Why debts as well as assets can figure large in later life planning

31st October 2014 by RetireEasy





A Telegraph headline this week – “Take your mortgage to the grave” – simply articulated what has been obvious for some time now, writes Tony Watts OBE. Huge numbers of people in their 50s, 60s and beyond may well have assets in the form of a house and pension, but they are also carrying significant amounts of debt which they can’t afford to service.

The solution many are looking at is to pay interest only mortgages – if that’s a deal a  lender would agree to. Around 1.3 million people in this position are said to be sitting on a “time bomb” (their cliché, not mine). Many are struggling because the endowments they were sold years ago haven’t performed. Others have simply remortgaged and remortgaged again along the way – funding children through universities or simply following them to live off the increasing market value of their homes.

The latest findings are backed by plenty of other surveys. Last year, research by Age UK and the International Longevity Centre estimated that over a million older people had what they described as “problem debts”. Boiled down to basics, planning your finances in later life is all about making sure we have enough to live on decently until, in the immortal words of Monty Python, we drop off our perch. And the last few generations have seen huge shifts in how we deal with that.

Often those born before and during the War are characterised as being more careful during life… building up capital in the form of savings and their home, and not spending what they didn’t have… living frugally and looking to pass on their assets to the next generation.

The “baby boomers” are characterised as being more than happy to spend now, pay later. They’ve been encouraged by lenders… as well as Governments who have been only too pleased to see borrowing and spending booms fuelling our GDP.

This isn’t the place to ponder upon the wisdom of funding today’s lifestyle with tomorrow’s repayments: it’s how the developed world is now run. If we stopped to worry about the trillions of debt we and other nations carry, our heads would probably explode. I’m reminded of how Arthur Dent discovered how to fly: you have to miss the ground accidentally and not be distracted by anybody noticing you and saying things like “Good God, you can’t possibly be flying”.
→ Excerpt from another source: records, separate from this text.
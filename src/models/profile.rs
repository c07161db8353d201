//! User profile and role model.

use serde::{Deserialize, Serialize};

/// Role membership evaluated by the authorization boundary.
#[derive(Debug, Clone, Copy, PartialEq, Eq, Serialize, Deserialize)]
#[serde(rename_all = "lowercase")]
pub enum Role {
    Admin,
    Staff,
    Viewer,
}

impl Role {
    pub fn as_str(&self) -> &'static str {
        match self {
            Role::Admin => "admin",
            Role::Staff => "staff",
            Role::Viewer => "viewer",
        }
    }

    pub fn from_str(s: &str) -> Option<Self> {
        match s {
            "admin" => Some(Role::Admin),
            "staff" => Some(Role::Staff),
            "viewer" => Some(Role::Viewer),
            _ => None,
        }
    }
}

/// An application user.
#[derive(Debug, Clone, Serialize, Deserialize)]
#[serde(rename_all = "camelCase")]
pub struct Profile {
    pub id: String,
    pub email: String,
    #[serde(skip_serializing_if = "Option::is_none")]
    pub full_name: Option<String>,
    pub role: Role,
    pub created_at: String,
}

/// Request body for creating a profile.
#[derive(Debug, Clone, Deserialize)]
#[serde(rename_all = "camelCase")]
pub struct CreateProfileRequest {
    pub email: String,
    #[serde(default)]
    pub full_name: Option<String>,
    #[serde(default = "default_role")]
    pub role: Role,
}

fn default_role() -> Role {
    Role::Viewer
}

/// Request body for changing a profile's role.
#[derive(Debug, Clone, Deserialize)]
#[serde(rename_all = "camelCase")]
pub struct UpdateRoleRequest {
    pub role: Role,
}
Managing nations’ debts is the preoccupation of some of the biggest brains on the planet. Ordinary people just have to get on with their own borrowings. And it’s illuminating to see that by far the biggest sections of advice websites like Money Saving Expert are given over to people (of all ages) concerned about debt.

It’s why so many RetireEasy subscribers have told us they diligently play all the different scenarios on our software – ringing the changes to see how best they can balance outgoings and income in the years ahead. “What happens if I pay down this debt…get a part time job…  downsize… or stop making these payments…?”
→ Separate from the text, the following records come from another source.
/// Storage description of one versioned kind.
pub trait VersionedKind: Send + Sync + 'static {
    /// Human-readable name used in messages and audit entries.
    const NAME: &'static str;
    /// Table holding the year-scoped rows.
    const TABLE: &'static str;
    /// Column naming the logical entity.
    const ENTITY_COLUMN: &'static str;
    /// Table whose `id` the entity column references.
    const ANCHOR_TABLE: &'static str;
    /// Value columns, in the order [`VersionedKind::bind_values`] produces them.
    const VALUE_COLUMNS: &'static [&'static str];

    type Values: Serialize + DeserializeOwned + Default + Clone + Debug + Send + Sync + Unpin;

    fn bind_values(values: &Self::Values) -> Vec<SqlValue>;

    fn values_from_row(row: &SqliteRow) -> Self::Values;

    /// Kind-specific checks run on the merged values before they are stored.
    fn validate(_values: &Self::Values) -> Result<(), AppError> {
        Ok(())
    }
}

/// Reads and writes year-scoped rows for every [`VersionedKind`].
pub struct VersionStore {
    pool: SqlitePool,
    years: Arc<AcademicYearAuthority>,
}

impl VersionStore {
    pub fn new(pool: SqlitePool, years: Arc<AcademicYearAuthority>) -> Self {
        Self { pool, years }
    }

    /// Write `patch` onto the entity's row for `academic_year` (default: the current year).
    ///
    /// Writing the current year updates (or creates by carrying the most recent prior values
    /// forward) the current row. Writing any other year only touches that year's historical row.
    pub async fn write_current_year_value<K: VersionedKind>(
        &self,
        entity_id: &str,
        academic_year: Option<&str>,
        patch: &Map<String, Value>,
    ) -> Result<VersionedRow<K::Values>, AppError> {
        let mut tx = self.pool.begin().await?;
        let row = write_in::<K>(&mut tx, entity_id, academic_year, patch).await?;
        bump_revision(&mut *tx).await?;
        tx.commit().await?;
        Ok(row)
    }

    /// The row flagged current for an entity.
    pub async fn current_record<K: VersionedKind>(
        &self,
        entity_id: &str,
    ) -> Result<Option<VersionedRow<K::Values>>, AppError> {
        let sql = format!(
            "SELECT {} FROM {} WHERE {} = ? AND is_current_record = 1",
            select_columns::<K>(),
            K::TABLE,
            K::ENTITY_COLUMN
        );
        let row = sqlx::query(&sql)
            .bind(entity_id)
            .fetch_optional(&self.pool)
            .await?;
        Ok(row.as_ref().map(versioned_from_row::<K>))
    }

    /// The row an entity has for one specific year.
    pub async fn record_for_year<K: VersionedKind>(
        &self,
        entity_id: &str,
        academic_year: &str,
    ) -> Result<Option<VersionedRow<K::Values>>, AppError> {
        let sql = format!(
            "SELECT {} FROM {} WHERE {} = ? AND academic_year_recorded = ?",
            select_columns::<K>(),
            K::TABLE,
            K::ENTITY_COLUMN
        );
        let row = sqlx::query(&sql)
            .bind(entity_id)
            .bind(academic_year)
            .fetch_optional(&self.pool)
            .await?;
        Ok(row.as_ref().map(versioned_from_row::<K>))
    }

    /// Every stored row for an entity, newest year first.
    pub async fn history<K: VersionedKind>(
        &self,
        entity_id: &str,
    ) -> Result<RecordHistory<K::Values>, AppError> {
        let mut conn = self.pool.acquire().await?;
        ensure_anchor::<K>(&mut conn, entity_id).await?;
        let rows = load_rows::<K>(&mut conn, entity_id).await?;
        drop(conn);

        let selected = self.years.current_year().await?;
        let records: Vec<RecordView<K::Values>> = rows
            .into_iter()
            .map(|row| with_warning(row, selected.as_ref()))
            .collect();
        let current = records.iter().find(|r| r.record.is_current_record).cloned();

        Ok(RecordHistory {
            entity_id: entity_id.to_string(),
            current,
            records,
        })
    }

    /// Attach the cross-year advisory for the selected year.
    pub async fn view<K: VersionedKind>(
        &self,
        row: VersionedRow<K::Values>,
    ) -> Result<RecordView<K::Values>, AppError> {
        let selected = self.years.current_year().await?;
        Ok(with_warning(row, selected.as_ref()))
    }
}

/// Current rows whose anchor row has `anchor_column = value`.
pub async fn current_rows_by_anchor<K: VersionedKind>(
    pool: &SqlitePool,
    anchor_column: &'static str,
    value: &str,
) -> Result<Vec<VersionedRow<K::Values>>, AppError> {
    let sql = format!(
        "SELECT {cols} FROM {table} r JOIN {anchor} a ON a.id = r.{entity} WHERE a.{anchor_column} = ? AND r.is_current_record = 1 ORDER BY r.record_date",
        cols = prefixed_columns::<K>("r"),
        table = K::TABLE,
        anchor = K::ANCHOR_TABLE,
        entity = K::ENTITY_COLUMN,
    );
    let rows = sqlx::query(&sql).bind(value).fetch_all(pool).await?;
    Ok(rows.iter().map(versioned_from_row::<K>).collect())
}

/// Every row flagged current for a kind.
pub async fn current_rows<K: VersionedKind>(
    pool: &SqlitePool,
) -> Result<Vec<VersionedRow<K::Values>>, AppError> {
    let sql = format!(
        "SELECT {} FROM {} WHERE is_current_record = 1",
        select_columns::<K>(),
        K::TABLE
    );
    let rows = sqlx::query(&sql).fetch_all(pool).await?;
    Ok(rows.iter().map(versioned_from_row::<K>).collect())
}
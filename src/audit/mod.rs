//! Append-only audit log.
//!
//! Writes are best-effort: a failed audit insert is logged and never fails the operation that
//! triggered it.

use chrono::Utc;
use serde_json::Value;
use sqlx::sqlite::SqliteRow;
use sqlx::{Row, SqlitePool};

use crate::errors::AppError;
use crate::models::AuditLogEntry;

/// Record one audit entry.
pub async fn record(
    pool: &SqlitePool,
    actor: &str,
    action: &str,
    entity: &str,
    entity_id: Option<&str>,
    details: Option<Value>,
) {
    let details = details.map(|d| d.to_string());
    let result = sqlx::query(
        "INSERT INTO audit_logs (id, actor, action, entity, entity_id, details, created_at) VALUES (?, ?, ?, ?, ?, ?, ?)",
    )
    .bind(uuid::Uuid::new_v4().to_string())
    .bind(actor)
    .bind(action)
    .bind(entity)
    .bind(entity_id)
    .bind(details)
    .bind(Utc::now().to_rfc3339())
    .execute(pool)
    .await;

    if let Err(e) = result {
        tracing::warn!("Failed to write audit entry {} {}: {}", action, entity, e);
    }
}

/// Newest entries first, optionally for one entity type.
pub async fn list(
    pool: &SqlitePool,
    entity: Option<&str>,
    limit: i64,
) -> Result<Vec<AuditLogEntry>, AppError> {
    let limit = limit.clamp(1, 1000);
    let rows = match entity {
        Some(entity) => {
            sqlx::query(
                "SELECT id, actor, action, entity, entity_id, details, created_at FROM audit_logs WHERE entity = ? ORDER BY created_at DESC LIMIT ?",
            )
            .bind(entity)
            .bind(limit)
            .fetch_all(pool)
            .await?
        }
        None => {
            sqlx::query(
                "SELECT id, actor, action, entity, entity_id, details, created_at FROM audit_logs ORDER BY created_at DESC LIMIT ?",
            )
            .bind(limit)
            .fetch_all(pool)
            .await?
        }
    };

    Ok(rows.iter().map(entry_from_row).collect())
}

fn entry_from_row(row: &SqliteRow) -> AuditLogEntry {
    let details: Option<String> = row.get("details");
    AuditLogEntry {
        id: row.get("id"),
        actor: row.get("actor"),
        action: row.get("action"),
        entity: row.get("entity"),
        entity_id: row.get("entity_id"),
        details: details.and_then(|d| serde_json::from_str(&d).ok()),
        created_at: row.get("created_at"),
    }
}

#[cfg(test)]
mod tests {
    use super::*;
    use crate::db::init_database;
    use serde_json::json;
    use tempfile::TempDir;

    #[tokio::test]
    async fn test_record_and_filter() {
        let temp_dir = TempDir::new().unwrap();
        let pool = init_database(&temp_dir.path().join("test.sqlite"))
            .await
            .unwrap();

        record(&pool, "service", "create", "sponsor", Some("sp1"), None).await;
        record(
            &pool,
            "service",
            "switch",
            "academic_year",
            Some("y1"),
            Some(json!({ "yearName": "2024" })),
        )
        .await;

        assert_eq!(list(&pool, None, 100).await.unwrap().len(), 2);
        let years = list(&pool, Some("academic_year"), 100).await.unwrap();
        assert_eq!(years.len(), 1);
        assert_eq!(years[0].details, Some(json!({ "yearName": "2024" })));
    }

    #[tokio::test]
    async fn test_failed_write_is_swallowed() {
        let temp_dir = TempDir::new().unwrap();
        let pool = init_database(&temp_dir.path().join("test.sqlite"))
            .await
            .unwrap();
        pool.close().await;

        // Must not panic or return an error.
        record(&pool, "service", "create", "sponsor", None, None).await;
    }
}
Two of the killer nuggets of information in the first RetireEasy Index are that 31% of subscribers have pencilled in downsizing their home as a real option in retirement; and that just 12% have made any plans to pay for their care in later years.

The reality for a large swathe of people in or entering retirement is that the home is by far the biggest asset we have, and the asset that we may well need to fund our care, boost our pension or keep our car on the road.

How we harness that asset is the £64,000 question. Many look to equity release (one option, but not without its pitfalls); others – as we’ve just been discussing – look to interest only mortgages (much cheaper than credit cards and loans); for some there is the option of selling the family home, paying off remaining debts, investing in a safe, secure income and renting rather than buying – ideally on a lifetime lease.

Whichever route is taken, the likelihood is that many people in the next generation won’t be inheriting – something that has become almost an expectation in recent years.